A Canberra, où l’on dénombre huit mille usagers de drogues par voie intraveineuse, il n’y a que cent sept places pour des programmes méthadone, aucun “programme à bas niveau d’intervention”, et il n’existe qu’un seul point de distribution, éloigné du centre-ville. La loi interdit aux médecins généralistes de ville de prescrire de la méthadone et aux pharmaciens d’en délivrer. Les “toxicos” habilités à en recevoir, sont traités de façon proprement effarante, ils n’ont aucun droit – ce qui n’est pas pour engager les autres usagers à cesser de se shooter pour se mettre à la méthadone. L’obligation d’aller tous les jours chercher leur dose de méthadone enchaîne les usagers à la clinique où on la leur distribue. Un véritable esclavage, aggravé par l’obligation à la fois inutile et dégradante de subir un test d’urine sous surveillance. Le texte des “directives nationales sur la méthadone” stipule que l’un des buts des programmes est la diminution de l’usage illicite des drogues et que leur objectif final est l’abstinence. Les tests d’urine ne servent qu’à s’assurer de cette abstinence. Nous pensons quant à nous qu’à l’heure du sida, ces tests n’ont pas de raison d’être, à moins d’être expressément demandés par le patient lui-même.(…)

Un programme de réduction des risques digne de ce nom devrait au contraire offrir un choix d’amphés et d’opiacés variés à fumer à injecter ou à prendre oralement selon le choix de chacun. En fait, la plupart des programmes méthadone mis en œuvre ici ou là n’ont jamais fait que refléter le jugement moral du personnel soignant, et donc, de la société sans prendre en compte les désirs et les besoins des usagers. Leur rigidité même les rend inaptes à répondre à ces besoins.

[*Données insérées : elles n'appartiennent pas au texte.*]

use anyhow::{bail, Context, Result};
use rusqlite::{Connection, Transaction};

const CURRENT_SCHEMA_VERSION: i32 = 1;

pub fn run_migrations(conn: &mut Connection) -> Result<()> {
    let mut version: i32 = conn
        .pragma_query_value(None, "user_version", |row| row.get(0))
        .context("failed to read user_version pragma")?;

    if version > CURRENT_SCHEMA_VERSION {
        bail!(
            "database version ({}) is newer than supported schema ({})",
            version,
            CURRENT_SCHEMA_VERSION
        );
    }

    if version == CURRENT_SCHEMA_VERSION {
        return Ok(());
    }

    let tx = conn
        .transaction()
        .context("failed to open migration transaction")?;

    while version < CURRENT_SCHEMA_VERSION {
        let next_version = version + 1;
        apply_migration(&tx, next_version)
            .with_context(|| format!("migration to version {next_version} failed"))?;
        version = next_version;
    }

    tx.pragma_update(None, "user_version", CURRENT_SCHEMA_VERSION)
        .context("failed to update user_version pragma")?;
    tx.commit().context("failed to commit migrations")?;

    Ok(())
}

fn apply_migration(tx: &Transaction<'_>, version: i32) -> Result<()> {
    match version {
        1 => {
            tx.execute_batch(include_str!("schemas/schema_v1.sql"))
                .context("failed to execute schema_v1.sql")?;
            Ok(())
        }
        _ => bail!("unknown migration target version: {version}"),
    }
}

#[cfg(test)]
mod tests {
    use super::*;

    #[test]
    fn test_migrations_are_idempotent() {
        let mut conn = Connection::open_in_memory().expect("in-memory db");
        run_migrations(&mut conn).expect("first run");
        run_migrations(&mut conn).expect("second run is a no-op");

        let version: i32 = conn
            .pragma_query_value(None, "user_version", |row| row.get(0))
            .expect("user_version");
        assert_eq!(version, CURRENT_SCHEMA_VERSION);

        let next_id: i64 = conn
            .query_row(
                "SELECT value FROM annotation_meta WHERE key = 'drill_next_id'",
                [],
                |row| row.get(0),
            )
            .expect("counter seeded");
        assert_eq!(next_id, 1);
    }

    #[test]
    fn test_newer_database_is_rejected() {
        let mut conn = Connection::open_in_memory().expect("in-memory db");
        conn.pragma_update(None, "user_version", CURRENT_SCHEMA_VERSION + 1)
            .expect("set version");
        assert!(run_migrations(&mut conn).is_err());
    }
}
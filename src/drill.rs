//! Drill-point annotation store. Keyed independently from survey readings and
//! never touched by dataset replacement.

use chrono::{DateTime, Utc};

use crate::error::ValidationError;
use crate::models::{DrillPoint, DrillPointId};

#[derive(Debug, Clone)]
pub struct DrillPointStore {
    points: Vec<DrillPoint>,
    next_id: u64,
}

impl Default for DrillPointStore {
    fn default() -> Self {
        Self {
            points: Vec::new(),
            next_id: 1,
        }
    }
}

impl DrillPointStore {
    /// Rebuilds a store from persisted points. The counter resumes at
    /// `next_id`, or after the highest restored id if that is larger.
    pub fn restore(mut points: Vec<DrillPoint>, next_id: u64) -> Self {
        points.sort_by_key(|p| p.id);
        let after_last = points.last().map_or(1, |p| p.id.0 + 1);
        Self {
            points,
            next_id: next_id.max(after_last).max(1),
        }
    }

    pub fn add(&mut self, lat: f64, lon: f64, thickness: f64) -> Result<DrillPoint, ValidationError> {
        self.add_at(lat, lon, thickness, Utc::now())
    }

    pub fn add_at(
        &mut self,
        lat: f64,
        lon: f64,
        thickness: f64,
        created_at: DateTime<Utc>,
    ) -> Result<DrillPoint, ValidationError> {
        let point = self.propose_at(lat, lon, thickness, created_at)?;
        self.commit(point.clone());
        Ok(point)
    }

    /// Validates and builds the next point without storing it, so a caller
    /// can persist it before committing.
    pub fn propose(&self, lat: f64, lon: f64, thickness: f64) -> Result<DrillPoint, ValidationError> {
        self.propose_at(lat, lon, thickness, Utc::now())
    }

    fn propose_at(
        &self,
        lat: f64,
        lon: f64,
        thickness: f64,
        created_at: DateTime<Utc>,
    ) -> Result<DrillPoint, ValidationError> {
        validate(lat, lon, thickness)?;
        Ok(DrillPoint {
            id: DrillPointId(self.next_id),
            lat,
            lon,
            thickness,
            created_at,
        })
    }

    /// Stores a proposed point and moves the counter past its id.
    pub fn commit(&mut self, point: DrillPoint) {
        self.next_id = self.next_id.max(point.id.0 + 1);
        self.points.push(point);
    }

    pub fn remove(&mut self, id: DrillPointId) -> bool {
        let before = self.points.len();
        self.points.retain(|p| p.id != id);
        self.points.len() != before
    }

    /// Removes every point; the caller is responsible for confirming first.
    /// The id counter is not reset.
    pub fn clear(&mut self) -> usize {
        let removed = self.points.len();
        self.points.clear();
        removed
    }

    pub fn points(&self) -> &[DrillPoint] {
        &self.points
    }

    pub fn get(&self, id: DrillPointId) -> Option<&DrillPoint> {
        self.points.iter().find(|p| p.id == id)
    }

    pub fn len(&self) -> usize {
        self.points.len()
    }

    pub fn is_empty(&self) -> bool {
        self.points.is_empty()
    }

    pub fn next_id(&self) -> u64 {
        self.next_id
    }
}

/// Checks fields in order; the first failure wins.
fn validate(lat: f64, lon: f64, thickness: f64) -> Result<(), ValidationError> {
    if !(-90.0..=90.0).contains(&lat) {
        return Err(ValidationError::Latitude);
    }
    if !(-180.0..=180.0).contains(&lon) {
        return Err(ValidationError::Longitude);
    }
    if !(thickness.is_finite() && thickness >= 0.0) {
        return Err(ValidationError::Thickness);
    }
    Ok(())
}

#[cfg(test)]
mod tests {
    use super::*;

    #[test]
    fn test_add_validates_each_field() {
        let mut store = DrillPointStore::default();
        assert_eq!(store.add(91.0, 0.0, 1.0), Err(ValidationError::Latitude));
        assert_eq!(store.add(45.0, -181.0, 1.0), Err(ValidationError::Longitude));
        assert_eq!(store.add(45.0, 10.0, -0.5), Err(ValidationError::Thickness));
        assert_eq!(store.add(f64::NAN, 10.0, 1.0), Err(ValidationError::Latitude));
        assert_eq!(store.add(45.0, 10.0, f64::INFINITY), Err(ValidationError::Thickness));
        // First failure wins.
        assert_eq!(store.add(100.0, 500.0, -1.0), Err(ValidationError::Latitude));
        assert!(store.is_empty());
        assert_eq!(store.next_id(), 1);
    }

    #[test]
    fn test_ids_are_never_reused() {
        let mut store = DrillPointStore::default();
        let a = store.add(45.0, 10.0, 2.0).expect("valid point");
        let b = store.add(-90.0, 180.0, 0.0).expect("boundary values are valid");
        assert_eq!(a.id, DrillPointId(1));
        assert_eq!(b.id, DrillPointId(2));

        assert!(store.remove(b.id));
        assert!(!store.remove(b.id));
        let c = store.add(1.0, 1.0, 1.0).expect("valid point");
        assert_eq!(c.id, DrillPointId(3));

        assert_eq!(store.clear(), 2);
        assert!(store.is_empty());
        let d = store.add(1.0, 1.0, 1.0).expect("valid point");
        assert_eq!(d.id, DrillPointId(4));
        assert_eq!(d.id.to_string(), "d4");
    }

    #[test]
    fn test_propose_does_not_store_until_commit() {
        let mut store = DrillPointStore::default();
        assert_eq!(store.propose(0.0, 200.0, 1.0), Err(ValidationError::Longitude));

        let point = store.propose(45.0, 10.0, 1.0).expect("valid point");
        assert_eq!(point.id, DrillPointId(1));
        assert!(store.is_empty());
        assert_eq!(store.next_id(), 1);

        store.commit(point.clone());
        assert_eq!(store.points(), &[point]);
        assert_eq!(store.next_id(), 2);
    }

    #[test]
    fn test_restore_resumes_counter() {
        let mut previous = DrillPointStore::default();
        let kept = previous.add(10.0, 10.0, 1.0).expect("valid point");
        let dropped = previous.add(11.0, 11.0, 1.0).expect("valid point");
        previous.remove(dropped.id);

        let mut restored = DrillPointStore::restore(vec![kept.clone()], previous.next_id());
        assert_eq!(restored.get(kept.id), Some(&kept));
        let next = restored.add(12.0, 12.0, 1.0).expect("valid point");
        assert_eq!(next.id, DrillPointId(3));

        let from_points_only = DrillPointStore::restore(vec![kept], 0);
        assert_eq!(from_points_only.next_id(), 2);
    }
}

En Angleterre, on ne parle en revanche presque pas de la contrainte quotidienne pour l’usager d’aller chercher sa dose après s’être soumis au test d’urine et les bases de la civilisation n’en sont pas ébranlées pour autant! Dans le Merseyside il y a deux cliniques où l’on donne de l’héroïne à fumer au lieu de méthadone, pour la simple raison qu’il est plus facile de décrocher de l’héroïne que de la méthadone et que la plupart des intéressés la préfèrent à celle-ci. Les programmes méthadone ne deviendront réellement des programmes de réduction des risques que lorsque les usagers se verront rendre la responsabilité de la gestion de leur consommation de drogues, c’est à dire de leur propre corps.”